ETLp: A Lightweight ETL Framework for Efficient Data Processing

ETLp A Simple ETL Framework

The Problem • Customer Warehouse uses Oracle Warehouse Builder • Hard to find good OWB resource at short notice • Without paying an arm and a leg • Same applies to any ETL tool • Hampers the delivery of solutions to the business in a timely manner • Hard to integrate with source control, release and build processes etc. • Need to make a decision for the new warehouse

OWB provides graphical interface

Similar Tools • Proprietary • Informatica • Datastage • Open Source • Talend • Pentaho

The Alternative • Hand-code the ETL • Honourable history of Shell scripts, Perl and stored procedures used to provide ETL solutions • Hand-coded solutions have problems: • Poor auditing • Poor metadata maintenance • Can lead to spaghetti code that is poor performing and hard to maintain • (As opposed to spaghetti ETL maps!)

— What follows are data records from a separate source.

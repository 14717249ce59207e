//! Stable device id, generated once and kept in the state directory.

use std::path::Path;

use anyhow::Context;
use uuid::Uuid;

const DEVICE_ID_FILE: &str = "device_id";

/// Read the device id from `dir`, creating it on first run.
pub fn load_or_create(dir: &Path) -> anyhow::Result<String> {
    let path = dir.join(DEVICE_ID_FILE);
    if let Ok(s) = std::fs::read_to_string(&path) {
        let id = s.trim();
        if !id.is_empty() {
            return Ok(id.to_string());
        }
    }
    let id = Uuid::new_v4().to_string();
    std::fs::create_dir_all(dir).with_context(|| format!("creating {}", dir.display()))?;
    std::fs::write(&path, &id).with_context(|| format!("writing {}", path.display()))?;
    Ok(id)
}

#[cfg(test)]
mod tests {
    use super::*;

    #[test]
    fn id_is_stable_across_loads() {
        let dir = tempfile::tempdir().unwrap();
        let state = dir.path().join("lanshare");
        let first = load_or_create(&state).unwrap();
        let second = load_or_create(&state).unwrap();
        assert_eq!(first, second);
        assert!(Uuid::parse_str(&first).is_ok());
    }
}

Half-way house • Add structure, error messaging and auditability to the hand-coded solutions (equivalent to OWB’s audit browser) • Where appropriate, use configuration and convention rather than hand-coding • Supply routines to do the common day-to-day ETL processing (db-generic) • Developers concentrate on business solutions (db-specific, problem domain-specific)

Implement a framework • It should be light • We only have a short time to develop • Once we’re happy, we’re done • Shouldn’t require continual enhancements unless we introduce new technology (e.g. another type of DB to talk to) • It should be unobtrusive • It shouldn’t get in the way of the developers

Requirements • Simple to use • Provide the kind of auditing found in an ETL tool • Can talk to any DB type • (once the DB-specific interface is written) • Can validate and load data • Plan to call DB-specific loaders for large files • Can link scheduled jobs to the processes they execute

Try to use repeatable ETL Patterns • FTP Files • Decrypt them • Gunzip them • Validate them • Load data into staging tables • Gzip the file • Process into atomic data stores (3NF) • Process into BI data marts (dimensional)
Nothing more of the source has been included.